Right Wisconsin wonders on Wednesday if state Democrats will repudiate recent comments from former Secretary of State, and presidential candidate, Hillary Clinton that backward looking, racist and sexist messages appealed to people in the states she didn’t win in 2016 (one of which was Wisconsin).
Blog for Iowa says this week that state Republicans are attempting to make applying for worker’s compensation without having “sufficient medical evidence” a felony offence.
South Dakota’s The Constant Commoner this week wonders if a pro-life Democrat can win in the state. They refer to State Senator Billie Sutton, who will be the Democrats’ gubernatorial nominee in the fall, and who has a record of supporting pro-life measures in the state legislature.
Heading north, Say Anything blog carries comments from a state Democrat which describe the party’s recent convention as a “celebration of incompetence”.
West and Pacific
The Montana Post on Thursday argues that the state’s Medicaid expansion was the greatest jobs bill ever passed, as it infused the state’s economy with over $500 million in healthcare spending which has created more than 5,000 jobs every year since 2016.

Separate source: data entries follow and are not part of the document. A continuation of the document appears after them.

use std::fmt::Display;

use mongodb::bson::{to_bson, Bson};
use serde::{Deserialize, Serialize};

/// States in the election instance lifecycle.
///
/// See [`crate::engine::lifecycle`] for which transitions and mutations each state permits.
#[derive(Debug, Copy, Clone, PartialEq, Eq, Hash, Serialize, Deserialize)]
#[serde(rename_all = "lowercase")]
pub enum InstanceStatus {
    /// Under construction. Structure is editable, nobody can vote.
    Draft,
    /// Voting is open. Structure is frozen.
    Active,
    /// Voting is temporarily suspended. Structure stays frozen.
    Paused,
    /// Voting has ended for good. Results remain available.
    Completed,
    /// Retired. Administrative visibility only.
    Archived,
}

impl InstanceStatus {
    pub const ALL: [InstanceStatus; 5] = [
        Self::Draft,
        Self::Active,
        Self::Paused,
        Self::Completed,
        Self::Archived,
    ];

    /// Has voting in this instance ended for good?
    pub fn has_ended(self) -> bool {
        matches!(self, Self::Completed | Self::Archived)
    }

    pub fn as_str(self) -> &'static str {
        match self {
            Self::Draft => "draft",
            Self::Active => "active",
            Self::Paused => "paused",
            Self::Completed => "completed",
            Self::Archived => "archived",
        }
    }
}

impl Display for InstanceStatus {
    fn fmt(&self, f: &mut std::fmt::Formatter<'_>) -> std::fmt::Result {
        f.write_str(self.as_str())
    }
}

impl From<InstanceStatus> for Bson {
    fn from(status: InstanceStatus) -> Self {
        to_bson(&status).expect("Serialisation is infallible")
    }
}
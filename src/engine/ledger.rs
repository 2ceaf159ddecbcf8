//! The vote ledger: one vote per voter per category, ever.

use chrono::{DateTime, Utc};
use mongodb::bson::DateTime as BsonDateTime;

use crate::error::{Error, Result};
use crate::model::{
    db::{NewVote, Vote},
    mongodb::Id,
};
use crate::store::{instance_or_404, Store};

use super::lifecycle::ensure_voting_open;

/// Record a vote for `candidate_id` in `category_id`.
///
/// Every id must belong to `instance_id`, and the instance must be active.
/// A second vote by the same voter in the same category is rejected by the
/// store itself with `AlreadyVoted`, however the requests interleave.
pub async fn cast_vote(
    store: &dyn Store,
    voter_id: Id,
    candidate_id: Id,
    category_id: Id,
    instance_id: Id,
    now: DateTime<Utc>,
) -> Result<Vote> {
    let instance = instance_or_404(store, instance_id).await?;
    ensure_voting_open(instance.status)?;

    let voter = store
        .voter(voter_id)
        .await?
        .ok_or_else(|| Error::not_found(format!("Voter {voter_id}")))?;
    if voter.instance_id != instance_id {
        return Err(Error::InvalidTarget(format!(
            "Voter {voter_id} does not belong to instance {instance_id}"
        )));
    }

    let category = store
        .category(category_id)
        .await?
        .ok_or_else(|| Error::not_found(format!("Category {category_id}")))?;
    if category.instance_id != instance_id {
        return Err(Error::InvalidTarget(format!(
            "Category {category_id} does not belong to instance {instance_id}"
        )));
    }

    let candidate = store
        .candidate(candidate_id)
        .await?
        .ok_or_else(|| Error::not_found(format!("Candidate {candidate_id}")))?;
    if candidate.category_id != category_id {
        return Err(Error::InvalidTarget(format!(
            "Candidate {candidate_id} does not stand in category {category_id}"
        )));
    }

    let vote = NewVote {
        voter_id,
        candidate_id,
        category_id,
        instance_id,
        cast_at: BsonDateTime::from_chrono(now),
    };
    match store.insert_vote(&vote).await {
        Ok(vote) => {
            info!("Recorded vote {} in category {category_id}", vote.id);
            Ok(vote)
        }
        Err(Error::AlreadyVoted) => {
            warn!("Voter {voter_id} tried to vote twice in category {category_id}");
            Err(Error::AlreadyVoted)
        }
        Err(e) => Err(e),
    }
}
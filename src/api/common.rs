//! Access checks shared by the route handlers.

use crate::error::{Error, Result};
use crate::model::{
    api::auth::AuthToken,
    common::Role,
    db::{Account, Category, Instance, Voter},
    mongodb::Id,
};
use crate::store::{instance_or_404, Store};

/// The staff account behind a session.
pub async fn signed_in_account(store: &dyn Store, token: &AuthToken<Account>) -> Result<Account> {
    store
        .account(token.id)
        .await?
        .ok_or_else(|| Error::Unauthorized("Account no longer exists".to_string()))
}

/// The voter behind a session.
pub async fn signed_in_voter(store: &dyn Store, token: &AuthToken<Voter>) -> Result<Voter> {
    store
        .voter(token.id)
        .await?
        .ok_or_else(|| Error::Unauthorized("Voter no longer exists".to_string()))
}

pub fn ensure_super_admin(account: &Account) -> Result<()> {
    if account.role == Role::SuperAdmin {
        Ok(())
    } else {
        Err(Error::Forbidden("Super admin only".to_string()))
    }
}

/// Load an instance the account may read.
pub async fn visible_instance(store: &dyn Store, account: &Account, id: Id) -> Result<Instance> {
    if !account.can_see(id) {
        return Err(Error::Forbidden(format!("No access to instance {id}")));
    }
    instance_or_404(store, id).await
}

/// Load an instance the account may change.
pub async fn managed_instance(store: &dyn Store, account: &Account, id: Id) -> Result<Instance> {
    if !account.can_manage(id) {
        return Err(Error::Forbidden(format!("Cannot manage instance {id}")));
    }
    instance_or_404(store, id).await
}

pub async fn category_or_404(store: &dyn Store, category_id: Id) -> Result<Category> {
    store
        .category(category_id)
        .await?
        .ok_or_else(|| Error::not_found(format!("Category {category_id}")))
}
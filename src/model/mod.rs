pub mod api;
pub mod common;
pub mod db;
pub mod mongodb;
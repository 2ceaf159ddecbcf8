//! Categories, candidates and voters: the structure of an instance's ballot and electorate.

use chrono::{DateTime, Utc};
use serde::{Deserialize, Serialize};

use crate::model::{
    common::Email,
    db::{Candidate, Category, Voter},
    mongodb::{id_as_hex, Id},
};

#[derive(Debug, Clone, PartialEq, Eq, Serialize, Deserialize)]
pub struct CategorySpec {
    pub name: String,
    #[serde(default)]
    pub description: String,
    #[serde(default)]
    pub display_order: i32,
}

#[derive(Debug, Clone, PartialEq, Eq, Serialize, Deserialize)]
pub struct CategoryDescription {
    #[serde(with = "id_as_hex")]
    pub id: Id,
    #[serde(with = "id_as_hex")]
    pub instance_id: Id,
    pub name: String,
    pub description: String,
    pub display_order: i32,
}

impl From<Category> for CategoryDescription {
    fn from(category: Category) -> Self {
        Self {
            id: category.id,
            instance_id: category.category.instance_id,
            name: category.category.name,
            description: category.category.description,
            display_order: category.category.display_order,
        }
    }
}

#[derive(Debug, Clone, PartialEq, Eq, Serialize, Deserialize)]
pub struct CandidateSpec {
    pub full_name: String,
    #[serde(default)]
    pub description: String,
    #[serde(default)]
    pub photo_url: Option<String>,
    #[serde(default)]
    pub program_url: Option<String>,
}

#[derive(Debug, Clone, PartialEq, Eq, Serialize, Deserialize)]
pub struct CandidateDescription {
    #[serde(with = "id_as_hex")]
    pub id: Id,
    #[serde(with = "id_as_hex")]
    pub category_id: Id,
    pub full_name: String,
    pub description: String,
    pub photo_url: Option<String>,
    pub program_url: Option<String>,
}

impl From<Candidate> for CandidateDescription {
    fn from(candidate: Candidate) -> Self {
        Self {
            id: candidate.id,
            category_id: candidate.candidate.category_id,
            full_name: candidate.candidate.full_name,
            description: candidate.candidate.description,
            photo_url: candidate.candidate.photo_url,
            program_url: candidate.candidate.program_url,
        }
    }
}

#[derive(Debug, Clone, PartialEq, Eq, Serialize, Deserialize)]
pub struct VoterSpec {
    pub full_name: String,
    pub email: Email,
}

/// API-friendly view of a voter. Code fields and the credential reference stay private.
#[derive(Debug, Clone, PartialEq, Eq, Serialize, Deserialize)]
pub struct VoterDescription {
    #[serde(with = "id_as_hex")]
    pub id: Id,
    #[serde(with = "id_as_hex")]
    pub instance_id: Id,
    pub full_name: String,
    pub email: Email,
    pub is_registered: bool,
    pub registered_at: Option<DateTime<Utc>>,
}

impl From<Voter> for VoterDescription {
    fn from(voter: Voter) -> Self {
        Self {
            id: voter.id,
            instance_id: voter.voter.instance_id,
            full_name: voter.voter.full_name,
            email: voter.voter.email,
            is_registered: voter.voter.is_registered,
            registered_at: voter.voter.registered_at.map(|at| at.to_chrono()),
        }
    }
}

/// One category of the ballot as a voter sees it.
#[derive(Debug, Clone, PartialEq, Eq, Serialize, Deserialize)]
pub struct BallotCategory {
    #[serde(flatten)]
    pub category: CategoryDescription,
    pub candidates: Vec<CandidateDescription>,
}
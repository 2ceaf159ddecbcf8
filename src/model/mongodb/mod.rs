mod bson;
mod collection;
mod errors;

pub use bson::{id_as_hex, Id};
pub use collection::{ensure_indexes_exist, Coll, MongoCollection, ACCOUNT_EMAIL_INDEX};
pub use errors::{duplicate_key_index, is_duplicate_key_error, DUPLICATE_KEY};
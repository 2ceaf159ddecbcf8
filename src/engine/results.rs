//! Read-only tallies and participation figures.

use crate::error::{Error, Result};
use crate::model::{
    api::results::{CandidateTally, CategoryResults, InstanceStats},
    mongodb::Id,
};
use crate::store::{instance_or_404, Store};

/// `part / whole` in percent, or zero when `whole` is zero.
fn percentage(part: u64, whole: u64) -> f64 {
    if whole == 0 {
        0.0
    } else {
        part as f64 / whole as f64 * 100.0
    }
}

/// Every candidate of a category with their vote count and share.
/// Candidates are listed in the order they were added.
pub async fn category_results(store: &dyn Store, category_id: Id) -> Result<CategoryResults> {
    let category = store
        .category(category_id)
        .await?
        .ok_or_else(|| Error::not_found(format!("Category {category_id}")))?;
    let candidates = store.candidates(category_id).await?;
    let tally = store.tally(category_id).await?;

    let total_votes = tally.values().sum();
    let candidates = candidates
        .into_iter()
        .map(|candidate| {
            let votes = tally.get(&candidate.id).copied().unwrap_or(0);
            CandidateTally {
                candidate_id: candidate.id,
                full_name: candidate.candidate.full_name,
                votes,
                percentage: percentage(votes, total_votes),
            }
        })
        .collect();

    Ok(CategoryResults {
        category_id,
        name: category.category.name,
        total_votes,
        candidates,
    })
}

/// Participation across a whole instance.
pub async fn instance_stats(store: &dyn Store, instance_id: Id) -> Result<InstanceStats> {
    instance_or_404(store, instance_id).await?;

    let registered_voters = store.count_registered_voters(instance_id).await?;
    let votes_cast = store.count_votes(instance_id).await?;
    let voters_participated = store.count_participants(instance_id).await?;
    let categories_count = store.categories(instance_id).await?.len() as u64;

    Ok(InstanceStats {
        instance_id,
        registered_voters,
        votes_cast,
        voters_participated,
        participation_rate: percentage(voters_participated, registered_voters),
        categories_count,
    })
}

In Idaho, Eye on Boise reports that the state House has endorsed a law which would ease some of the state’s mandatory minimum drug sentences where a judge finds that that imposing them would be an “injustice”, and when there is no danger to society.
In Arizona this week, Blog for Arizona says that right wing Republicans in the state legislature have proposed the rolling back of a 2016 ballot measure – approved by voters – which increased minimum wages and allowed local governments to introduce paid leave policies.
CALmatters wonders Thursday if the Golden State’s high speed rail project is still a “train to nowhere” as some have dubbed the ten-year long effort to improve California’s transport. They conclude that a bullet train between Los Angeles and San Francisco is a solution in search of a problem. Staying in California, Fox & Hounds considers whether or not the state is becoming “another Taiwan” as conflicts between the powerful state and the federal government continue to grow.
In Hawaii, Honolulu Civil Beat writes that in the face of the Trump administration’s efforts to repeal it, state lawmakers want to preserve Obamacare in the state, and are now considering proposals to introduce a state version of the program’s individual mandate.
Note: This article gives the views of the author, and not the position of USAPP– American Politics and Policy, nor of the London School of Economics.